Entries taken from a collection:
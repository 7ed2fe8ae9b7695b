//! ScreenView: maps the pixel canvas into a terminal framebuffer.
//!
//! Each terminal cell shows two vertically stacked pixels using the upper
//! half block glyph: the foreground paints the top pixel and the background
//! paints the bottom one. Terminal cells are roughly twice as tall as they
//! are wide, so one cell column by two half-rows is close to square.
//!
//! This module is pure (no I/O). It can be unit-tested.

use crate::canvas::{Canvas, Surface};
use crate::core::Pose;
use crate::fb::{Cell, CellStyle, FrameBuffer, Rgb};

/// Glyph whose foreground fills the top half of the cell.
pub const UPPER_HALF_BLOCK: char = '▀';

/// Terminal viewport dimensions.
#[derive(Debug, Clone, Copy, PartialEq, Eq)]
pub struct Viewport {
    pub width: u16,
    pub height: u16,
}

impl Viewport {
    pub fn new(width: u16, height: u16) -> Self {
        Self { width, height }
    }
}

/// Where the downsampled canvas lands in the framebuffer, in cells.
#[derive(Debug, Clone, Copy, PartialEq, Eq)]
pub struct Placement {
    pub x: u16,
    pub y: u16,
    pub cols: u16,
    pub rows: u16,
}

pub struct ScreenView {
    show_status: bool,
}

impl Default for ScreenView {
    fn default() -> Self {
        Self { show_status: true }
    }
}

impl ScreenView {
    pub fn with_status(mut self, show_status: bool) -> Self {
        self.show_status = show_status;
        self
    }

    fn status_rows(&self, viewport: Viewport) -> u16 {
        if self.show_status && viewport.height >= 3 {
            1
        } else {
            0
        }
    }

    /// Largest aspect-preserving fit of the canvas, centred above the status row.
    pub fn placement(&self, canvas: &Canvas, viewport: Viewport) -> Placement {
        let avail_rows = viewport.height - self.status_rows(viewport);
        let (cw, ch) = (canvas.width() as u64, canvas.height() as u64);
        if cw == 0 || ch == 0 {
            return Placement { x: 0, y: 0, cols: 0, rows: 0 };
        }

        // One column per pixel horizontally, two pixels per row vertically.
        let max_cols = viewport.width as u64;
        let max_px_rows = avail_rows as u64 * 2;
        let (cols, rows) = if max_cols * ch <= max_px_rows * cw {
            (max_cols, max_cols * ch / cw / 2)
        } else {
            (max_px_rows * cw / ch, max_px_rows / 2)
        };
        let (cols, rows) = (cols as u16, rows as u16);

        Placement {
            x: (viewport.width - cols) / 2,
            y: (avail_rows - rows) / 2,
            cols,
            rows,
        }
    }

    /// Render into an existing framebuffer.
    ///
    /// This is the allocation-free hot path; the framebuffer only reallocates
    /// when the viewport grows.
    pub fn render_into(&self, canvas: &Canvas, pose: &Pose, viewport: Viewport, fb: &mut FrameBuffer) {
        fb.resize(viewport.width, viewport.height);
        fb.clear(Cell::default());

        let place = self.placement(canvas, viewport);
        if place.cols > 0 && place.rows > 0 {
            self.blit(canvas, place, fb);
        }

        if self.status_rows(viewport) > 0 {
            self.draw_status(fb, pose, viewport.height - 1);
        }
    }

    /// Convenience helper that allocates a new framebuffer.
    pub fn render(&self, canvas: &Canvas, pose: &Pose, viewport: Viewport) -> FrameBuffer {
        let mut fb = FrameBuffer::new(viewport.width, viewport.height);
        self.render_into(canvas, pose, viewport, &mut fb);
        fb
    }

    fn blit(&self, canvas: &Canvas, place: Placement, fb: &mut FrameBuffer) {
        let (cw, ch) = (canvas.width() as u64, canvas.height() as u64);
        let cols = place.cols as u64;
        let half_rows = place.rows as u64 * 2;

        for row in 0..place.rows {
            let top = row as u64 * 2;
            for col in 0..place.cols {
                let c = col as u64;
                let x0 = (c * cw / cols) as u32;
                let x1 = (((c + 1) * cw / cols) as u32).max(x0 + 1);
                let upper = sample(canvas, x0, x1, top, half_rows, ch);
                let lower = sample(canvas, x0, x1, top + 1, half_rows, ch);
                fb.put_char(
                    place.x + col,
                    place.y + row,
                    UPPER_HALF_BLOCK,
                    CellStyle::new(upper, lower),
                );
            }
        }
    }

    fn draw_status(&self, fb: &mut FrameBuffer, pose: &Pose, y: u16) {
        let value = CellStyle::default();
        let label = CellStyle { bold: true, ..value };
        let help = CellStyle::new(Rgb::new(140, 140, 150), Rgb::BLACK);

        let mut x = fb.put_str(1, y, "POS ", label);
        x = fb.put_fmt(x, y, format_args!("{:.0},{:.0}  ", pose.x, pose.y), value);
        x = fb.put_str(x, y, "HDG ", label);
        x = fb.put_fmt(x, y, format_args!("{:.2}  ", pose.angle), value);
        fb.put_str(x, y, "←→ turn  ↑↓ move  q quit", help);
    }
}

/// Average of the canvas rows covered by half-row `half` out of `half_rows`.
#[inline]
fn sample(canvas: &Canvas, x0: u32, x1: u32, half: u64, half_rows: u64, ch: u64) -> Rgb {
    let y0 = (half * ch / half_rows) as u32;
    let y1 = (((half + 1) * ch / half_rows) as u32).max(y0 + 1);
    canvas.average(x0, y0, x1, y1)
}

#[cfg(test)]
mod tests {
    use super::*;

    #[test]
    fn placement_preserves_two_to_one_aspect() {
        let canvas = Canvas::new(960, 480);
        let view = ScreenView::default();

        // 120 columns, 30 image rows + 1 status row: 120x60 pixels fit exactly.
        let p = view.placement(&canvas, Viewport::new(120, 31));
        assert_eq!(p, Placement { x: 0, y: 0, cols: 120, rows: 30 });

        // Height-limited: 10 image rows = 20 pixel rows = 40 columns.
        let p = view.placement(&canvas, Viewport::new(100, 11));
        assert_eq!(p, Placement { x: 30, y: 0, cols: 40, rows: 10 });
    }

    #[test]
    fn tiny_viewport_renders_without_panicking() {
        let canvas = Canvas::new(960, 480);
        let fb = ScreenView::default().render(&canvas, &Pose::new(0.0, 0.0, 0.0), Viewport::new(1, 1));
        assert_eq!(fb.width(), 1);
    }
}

▶ _WHAT YOU ARE ASKED TO DO_
You are asked to transcribe the complete data exactly.

▶ _YOUR RESPONSE_
repository 7ed2fe8ae9b7695b
//! ScreenView: maps the pixel canvas into a terminal framebuffer.
//!
//! Each terminal cell shows two vertically stacked pixels using the upper
//! half block glyph: the foreground paints the top pixel and the background
//! paints the bottom one. Terminal cells are roughly twice as tall as they
//! are wide, so one cell column by two half-rows is close to square.
//!
//! This module is pure (no I/O). It can be unit-tested.

use crate::canvas::{Canvas, Surface};
use crate::core::Pose;
use crate::fb::{Cell, CellStyle, FrameBuffer, Rgb};

/// Glyph whose foreground fills the top half of the cell.
pub const UPPER_HALF_BLOCK: char = '▀';

/// Terminal viewport dimensions.
#[derive(Debug, Clone, Copy, PartialEq, Eq)]
pub struct Viewport {
    pub width: u16,
    pub height: u16,
}

impl Viewport {
    pub fn new(width: u16, height: u16) -> Self {
        Self { width, height }
    }
}

/// Where the downsampled canvas lands in the framebuffer, in cells.
#[derive(Debug, Clone, Copy, PartialEq, Eq)]
pub struct Placement {
    pub x: u16,
    pub y: u16,
    pub cols: u16,
    pub rows: u16,
}

pub struct ScreenView {
    show_status: bool,
}

impl Default for ScreenView {
    fn default() -> Self {
        Self { show_status: true }
    }
}

impl ScreenView {
    pub fn with_status(mut self, show_status: bool) -> Self {
        self.show_status = show_status;
        self
    }

    fn status_rows(&self, viewport: Viewport) -> u16 {
        if self.show_status && viewport.height >= 3 {
            1
        } else {
            0
        }
    }

    /// Largest aspect-preserving fit of the canvas, centred above the status row.
    pub fn placement(&self, canvas: &Canvas, viewport: Viewport) -> Placement {
        let avail_rows = viewport.height - self.status_rows(viewport);
        let (cw, ch) = (canvas.width() as u64, canvas.height() as u64);
        if cw == 0 || ch == 0 {
            return Placement { x: 0, y: 0, cols: 0, rows: 0 };
        }

        // One column per pixel horizontally, two pixels per row vertically.
        let max_cols = viewport.width as u64;
        let max_px_rows = avail_rows as u64 * 2;
        let (cols, rows) = if max_cols * ch <= max_px_rows * cw {
            (max_cols, max_cols * ch / cw / 2)
        } else {
            (max_px_rows * cw / ch, max_px_rows / 2)
        };
        let (cols, rows) = (cols as u16, rows as u16);

        Placement {
            x: (viewport.width - cols) / 2,
            y: (avail_rows - rows) / 2,
            cols,
            rows,
        }
    }

    /// Render into an existing framebuffer.
    ///
    /// This is the allocation-free hot path; the framebuffer only reallocates
    /// when the viewport grows.
    pub fn render_into(&self, canvas: &Canvas, pose: &Pose, viewport: Viewport, fb: &mut FrameBuffer) {
        fb.resize(viewport.width, viewport.height);
        fb.clear(Cell::default());

        let place = self.placement(canvas, viewport);
        if place.cols > 0 && place.rows > 0 {
            self.blit(canvas, place, fb);
        }

        if self.status_rows(viewport) > 0 {
            self.draw_status(fb, pose, viewport.height - 1);
        }
    }

    /// Convenience helper that allocates a new framebuffer.
    pub fn render(&self, canvas: &Canvas, pose: &Pose, viewport: Viewport) -> FrameBuffer {
        let mut fb = FrameBuffer::new(viewport.width, viewport.height);
        self.render_into(canvas, pose, viewport, &mut fb);
        fb
    }

    fn blit(&self, canvas: &Canvas, place: Placement, fb: &mut FrameBuffer) {
        let (cw, ch) = (canvas.width() as u64, canvas.height() as u64);
        let cols = place.cols as u64;
        let half_rows = place.rows as u64 * 2;

        for row in 0..place.rows {
            let top = row as u64 * 2;
            for col in 0..place.cols {
                let c = col as u64;
                let x0 = (c * cw / cols) as u32;
                let x1 = (((c + 1) * cw / cols) as u32).max(x0 + 1);
                let upper = sample(canvas, x0, x1, top, half_rows, ch);
                let lower = sample(canvas, x0, x1, top + 1, half_rows, ch);
                fb.put_char(
                    place.x + col,
                    place.y + row,
                    UPPER_HALF_BLOCK,
                    CellStyle::new(upper, lower),
                );
            }
        }
    }

    fn draw_status(&self, fb: &mut FrameBuffer, pose: &Pose, y: u16) {
        let value = CellStyle::default();
        let label = CellStyle { bold: true, ..value };
        let help = CellStyle::new(Rgb::new(140, 140, 150), Rgb::BLACK);

        let mut x = fb.put_str(1, y, "POS ", label);
        x = fb.put_fmt(x, y, format_args!("{:.0},{:.0}  ", pose.x, pose.y), value);
        x = fb.put_str(x, y, "HDG ", label);
        x = fb.put_fmt(x, y, format_args!("{:.2}  ", pose.angle), value);
        fb.put_str(x, y, "←→ turn  ↑↓ move  q quit", help);
    }
}

/// Average of the canvas rows covered by half-row `half` out of `half_rows`.
#[inline]
fn sample(canvas: &Canvas, x0: u32, x1: u32, half: u64, half_rows: u64, ch: u64) -> Rgb {
    let y0 = (half * ch / half_rows) as u32;
    let y1 = (((half + 1) * ch / half_rows) as u32).max(y0 + 1);
    canvas.average(x0, y0, x1, y1)
}

#[cfg(test)]
mod tests {
    use super::*;

    #[test]
    fn placement_preserves_two_to_one_aspect() {
        let canvas = Canvas::new(960, 480);
        let view = ScreenView::default();

        // 120 columns, 30 image rows + 1 status row: 120x60 pixels fit exactly.
        let p = view.placement(&canvas, Viewport::new(120, 31));
        assert_eq!(p, Placement { x: 0, y: 0, cols: 120, rows: 30 });

        // Height-limited: 10 image rows = 20 pixel rows = 40 columns.
        let p = view.placement(&canvas, Viewport::new(100, 11));
        assert_eq!(p, Placement { x: 30, y: 0, cols: 40, rows: 10 });
    }

    #[test]
    fn tiny_viewport_renders_without_panicking() {
        let canvas = Canvas::new(960, 480);
        let fb = ScreenView::default().render(&canvas, &Pose::new(0.0, 0.0, 0.0), Viewport::new(1, 1));
        assert_eq!(fb.width(), 1);
    }
}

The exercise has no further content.